The NC of SARS‐CoV is also a major antigen, and vaccination in rhesus macaques with an NC antigen induced T‐cell responses against the NC.108 A DNA vaccine expressing NC can induce B‐cell and T‐cell, and humoral responses, and when the NC is fused with calreticulin, NC‐specific humoral and cellular immunity are stronger.108 Also DNA vaccine of NC fused with lysosome‐associated membrane protein can enhance immunization and a long‐lasting T‐cell memory response.109 Furthermore, when inoculating DNA vaccine plasmids expressing NC and interleukin 2 (IL‐2) were injected into mice, IL2 played an immunoadjuvant role to induce better specific humoral and cellular immunity.110 In addition, peptides derived from NCs can also be candidates for vaccine development. Several conserved B‐cell and T‐cell immunodominant epitopes of the NC of the coronavirus in mice, monkeys, and humans have been identified and are significant for developing SARS diagnostic kits and vaccines.111 Moreover, a new epitope N1 (QFKDNVILL) of the SARS NC was identified, and its crystal structure showed that two intrachain hydrogen bonds increase the interaction of the epitope and the T‐cell receptor.112

In another interesting report, the NC of SARS‐CoV was expressed from Lactobacillus lactis to develop a mucosal vaccine and induced significant NC‐specific immunoglobulin in the sera.113 With the progress of the protein expression system, plants are now considered a promising ‘factory’ for producing pharmaceutical proteins with the advantages of safety, low cost, and post‐translational modifications. The NC of SARS‐CoV expressed in tobacco induces strong humoral and cellular responses in mice.114

CONCLUSION

In the past few years, many advancements have been made toward identifying the functions of NCs beyond packaging viral RNA. NCs are becoming more and more important not only in the viral life cycle but also in the process of associating with host cells. In this review, we aimed to summarize the multifunctional nature viral NCs.
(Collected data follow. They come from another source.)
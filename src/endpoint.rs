//! The endpoint controller.
//!
//! One [`Endpoint`] exists per connection. All mutation happens on a single
//! driver task that owns the transport, both framers, the statistics and
//! the handshake timers; application handles talk to it over a command
//! channel and consume a linearized event stream from the [`Events`] half.
//! That serialization gives the observable contract: sends hit the wire in
//! acceptance order, events arrive in production order, `open` precedes all
//! application events and exactly one `close` ends the stream.
//!
//! Lifecycle: `initialized → connecting → open → closing → closed`, never
//! backwards. The driver idles until the first `send`, `close` or event
//! poll arrives, then connects and runs the opening handshake (following
//! redirects up to the configured limit). Senders that arrive before the
//! handshake resolves park on a queue and are drained — in order — once the
//! endpoint opens.

use std::collections::VecDeque;
use std::sync::{Arc, Mutex};
use std::task::{Context, Poll};

use bytes::Bytes;
use tokio::sync::{mpsc, oneshot};
use tokio::time::{sleep_until, Instant};
use url::Url;

use crate::close::CloseCode;
use crate::codec::{InputFramer, OutputFramer};
use crate::compression::CompressionOffer;
use crate::frame::Frame;
use crate::handshake::{ClientHandshake, ClientOutcome, HandshakeResult};
use crate::options::Options;
use crate::stats::Statistics;
use crate::transport::{Connector, TcpConnector, Transport, TransportEvent};
use crate::{Result, Role, WebSocketError};

/// Close reason used when an inbound message exceeds the configured size.
const MESSAGE_TOO_BIG_REASON: &str = "Maximum message size exceeded";

/// Close reason used when the transport drops without a close frame.
const DISCONNECT_REASON: &str = "Connection closed unexpectedly";

/// Endpoint lifecycle state. Transitions are monotonic; `Closed` absorbs.
#[derive(Debug, Copy, Clone, PartialEq, Eq)]
pub enum ReadyState {
    Initialized,
    Connecting,
    Open,
    Closing,
    Closed,
}

/// Compression choice for one outbound message.
#[derive(Debug, Copy, Clone, Default, PartialEq, Eq)]
pub enum Compress {
    /// Compress when the payload size falls in the configured range.
    #[default]
    Auto,
    Never,
    Always,
}

/// Per-send options.
#[derive(Debug, Copy, Clone, Default)]
pub struct SendOptions {
    pub compress: Compress,
}

/// An outbound application message.
#[derive(Debug, Clone)]
pub enum Message {
    Text(String),
    Binary(Bytes),
    Ping(Bytes),
    Pong(Bytes),
}
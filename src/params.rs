//! Parameterized header-value codec.
//!
//! Several handshake headers share the shape `token (; name [= value])*`,
//! where a value is either a bare token or a quoted string with `\"`
//! escaping. `Sec-WebSocket-Extensions` and `Content-Type` both use it.
//! [`Parameterized`] parses and formats that shape, applying the minimal
//! quoting rule on output: bare when every character is a token character,
//! quoted otherwise, with `"` and `\` escaped inside quotes.

use std::fmt;

use nom::{
    bytes::complete::take_while1,
    character::complete::{char, space0},
    combinator::opt,
    sequence::{pair, preceded},
    IResult,
};

/// A header value of the form `token (; name [= value])*`.
#[derive(Debug, Clone, Default, PartialEq, Eq)]
pub struct Parameterized {
    /// The leading token, e.g. `permessage-deflate` or `text/plain`.
    pub token: String,
    /// Parameters in source order; `None` values are bare flags.
    pub params: Vec<(String, Option<String>)>,
}

impl Parameterized {
    pub fn new(token: impl Into<String>) -> Self {
        Self {
            token: token.into(),
            params: Vec::new(),
        }
    }

    /// Appends a parameter, builder style.
    pub fn with_param(mut self, name: impl Into<String>, value: Option<&str>) -> Self {
        self.params.push((name.into(), value.map(str::to_owned)));
        self
    }

    /// Case-insensitive comparison of the leading token.
    pub fn token_is(&self, token: &str) -> bool {
        self.token.eq_ignore_ascii_case(token)
    }

    /// Looks up a parameter by case-insensitive name. The outer `Option`
    /// distinguishes "absent" from "present without a value".
    pub fn get(&self, name: &str) -> Option<Option<&str>> {
        self.params
            .iter()
            .find(|(n, _)| n.eq_ignore_ascii_case(name))
            .map(|(_, v)| v.as_deref())
    }

    /// Parses a single parameterized value.
    pub fn parse(input: &str) -> Result<Self, ParseError> {
        let (rest, parsed) = parse_one(input.trim()).map_err(|_| ParseError)?;
        if !rest.trim().is_empty() {
            return Err(ParseError);
        }
        Ok(parsed)
    }

    /// Parses a comma-separated list of parameterized values, as carried by
    /// `Sec-WebSocket-Extensions`. Commas inside quoted values do not split.
    pub fn parse_list(input: &str) -> Result<Vec<Self>, ParseError> {
        let mut items = Vec::new();
        let mut rest = input.trim_start();
        loop {
            let (after, parsed) = parse_one(rest).map_err(|_| ParseError)?;
            items.push(parsed);
            rest = after.trim_start();
            if rest.is_empty() {
                return Ok(items);
            }
            rest = rest.strip_prefix(',').ok_or(ParseError)?.trim_start();
            if rest.is_empty() {
                return Err(ParseError);
            }
        }
    }
}

impl std::str::FromStr for Parameterized {
    type Err = ParseError;

    fn from_str(input: &str) -> Result<Self, Self::Err> {
        Self::parse(input)
    }
}

/// The input did not match `token (; name [= value])*`.
#[derive(Debug, Clone, Copy, PartialEq, Eq)]
pub struct ParseError;

impl fmt::Display for ParseError {
    fn fmt(&self, f: &mut fmt::Formatter<'_>) -> fmt::Result {
        write!(f, "malformed parameterized header value")
    }
}

impl std::error::Error for ParseError {}

/// RFC 7230 tchar set.
fn is_token_char(c: char) -> bool {
    c.is_ascii_alphanumeric()
        || matches!(
            c,
            '!' | '#' | '$' | '%' | '&' | '\'' | '*' | '+' | '-' | '.' | '^' | '_' | '`' | '|'
                | '~'
        )
}

fn token(input: &str) -> IResult<&str, &str> {
    take_while1(is_token_char)(input)
}

/// `"` ( qdtext | `\` any )* `"`, unescaping as it goes.
fn quoted_string(input: &str) -> IResult<&str, String> {
    let (mut rest, _) = char('"')(input)?;
    let mut out = String::new();
    let mut chars = rest.char_indices();
    while let Some((i, c)) = chars.next() {
        match c {
            '"' => {
                rest = &rest[i + 1..];
                return Ok((rest, out));
            }
            '\\' => match chars.next() {
                Some((_, escaped)) => out.push(escaped),
                None => break,
            },
            other => out.push(other),
        }
    }
    Err(nom::Err::Error(nom::error::Error::new(
        input,
        nom::error::ErrorKind::Char,
    )))
}

fn param_value(input: &str) -> IResult<&str, String> {
    if input.starts_with('"') {
        quoted_string(input)
    } else {
        let (rest, value) = token(input)?;
        Ok((rest, value.to_owned()))
    }
}

/// `; name [= value]`, tolerating optional whitespace around separators.
fn param(input: &str) -> IResult<&str, (String, Option<String>)> {
    let (rest, (name, value)) = preceded(
        pair(space0, char(';')),
        preceded(
            space0,
            pair(
                token,
                opt(preceded(pair(space0, pair(char('='), space0)), param_value)),
            ),
        ),
    )(input)?;
    Ok((rest, (name.to_owned(), value)))
}

fn parse_one(input: &str) -> IResult<&str, Parameterized> {
    let (mut rest, lead) = token(input)?;
    let mut parsed = Parameterized::new(lead);
    // Content-Type style tokens may carry a single slash: `text/html`.
    if let Some(after_slash) = rest.strip_prefix('/') {
        let (after, subtype) = token(after_slash)?;
        parsed.token.push('/');
        parsed.token.push_str(subtype);
        rest = after;
    }
    loop {
        match param(rest) {
            Ok((after, p)) => {
                parsed.params.push(p);
                rest = after;
            }
            Err(_) => return Ok((rest, parsed)),
        }
    }
}

/// Formats a value with minimal quoting.
fn format_value(f: &mut fmt::Formatter<'_>, value: &str) -> fmt::Result {
    if !value.is_empty() && value.chars().all(is_token_char) {
        return f.write_str(value);
    }
    f.write_str("\"")?;
    for c in value.chars() {
        if c == '"' || c == '\\' {
            f.write_str("\\")?;
        }
        write!(f, "{c}")?;
    }
    f.write_str("\"")
}

impl fmt::Display for Parameterized {
    fn fmt(&self, f: &mut fmt::Formatter<'_>) -> fmt::Result {
        f.write_str(&self.token)?;
        for (name, value) in &self.params {
            write!(f, "; {name}")?;
            if let Some(value) = value {
                f.write_str("=")?;
                format_value(f, value)?;
            }
        }
        Ok(())
    }
}
//! WebSocket opening handshake ([RFC 6455 Section 4](https://datatracker.ietf.org/doc/html/rfc6455#section-4)).
//!
//! The client side builds the upgrade request and consumes the response
//! incrementally, yielding ready / redirect / rejected outcomes. The server
//! side validates an inbound request and produces either a 101 response or
//! a descriptive plain-text 400.
//!
//! ```http
//! GET /chat HTTP/1.1
//! Host: server.example.com
//! Upgrade: websocket
//! Connection: upgrade
//! Sec-WebSocket-Key: dGhlIHNhbXBsZSBub25jZQ==
//! Sec-WebSocket-Version: 13
//! ```

use base64::Engine;
use bytes::{Bytes, BytesMut};
use sha1::{Digest, Sha1};
use tokio_util::codec::Decoder;
use url::Url;

use crate::compression::CompressionOffer;
use crate::http::{Headers, Request, Response, ResponseCodec};
use crate::options::Options;
use crate::params::Parameterized;
use crate::{Result, WebSocketError};

/// RFC 6455 GUID mixed into the accept digest.
const ACCEPT_GUID: &str = "258EAFA5-E914-47DA-95CA-C5AB0DC85B11";

/// `base64(sha1(key + GUID))`, the value the server must echo in
/// `Sec-WebSocket-Accept`.
pub fn derive_accept_key(key: &str) -> String {
    let mut digest = Sha1::new();
    digest.update(key.as_bytes());
    digest.update(ACCEPT_GUID.as_bytes());
    base64::engine::general_purpose::STANDARD.encode(digest.finalize())
}

/// Encodes a 16-byte nonce as the `Sec-WebSocket-Key` value.
pub fn encode_nonce(nonce: [u8; 16]) -> String {
    base64::engine::general_purpose::STANDARD.encode(nonce)
}

/// The outcome of a successful handshake.
#[derive(Debug, Clone)]
pub struct HandshakeResult {
    /// The subprotocol the server selected, if any.
    pub subprotocol: Option<String>,
    /// The negotiated `permessage-deflate` parameters, if compression is
    /// in effect.
    pub compression: Option<CompressionOffer>,
    /// Response headers beyond the upgrade machinery.
    pub extra_headers: Headers,
}

impl HandshakeResult {
    pub fn compression_available(&self) -> bool {
        self.compression.is_some()
    }
}

/// A server's refusal to upgrade, preserved for the application.
#[derive(Debug, Clone)]
pub struct FailedHandshakeResult {
    pub status: u16,
    pub reason: String,
    pub extra_headers: Headers,
    pub content_type: Option<Parameterized>,
    pub body: Option<Vec<u8>>,
}

impl FailedHandshakeResult {
    fn from_response(response: Response) -> Self {
        let content_type = response.headers.content_type();
        Self {
            status: response.status,
            reason: response.reason,
            extra_headers: response.headers,
            content_type,
            body: (!response.body.is_empty()).then_some(response.body),
        }
    }
}

/// What a handshake response resolved to.
#[derive(Debug)]
pub enum ClientOutcome {
    /// Upgrade accepted. `remainder` carries any bytes that followed the
    /// response head; they are the first WebSocket frame bytes.
    Ready {
        result: HandshakeResult,
        remainder: Bytes,
    },
    /// A 3xx response naming a new location.
    Redirect(String),
    /// Any other status.
    Rejected(FailedHandshakeResult),
}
Further research should be done to explore the specific functions of NCs and mechanisms by which they interact with cellular proteins, induce autophagy, apoptosis, and stress granules, and inhibit IFN signaling responses. Different viruses use different strategies to associate with the viral life cycle and host cells. The more we learn about the functions of NCs, the more we can use NCs to develop antiviral therapies.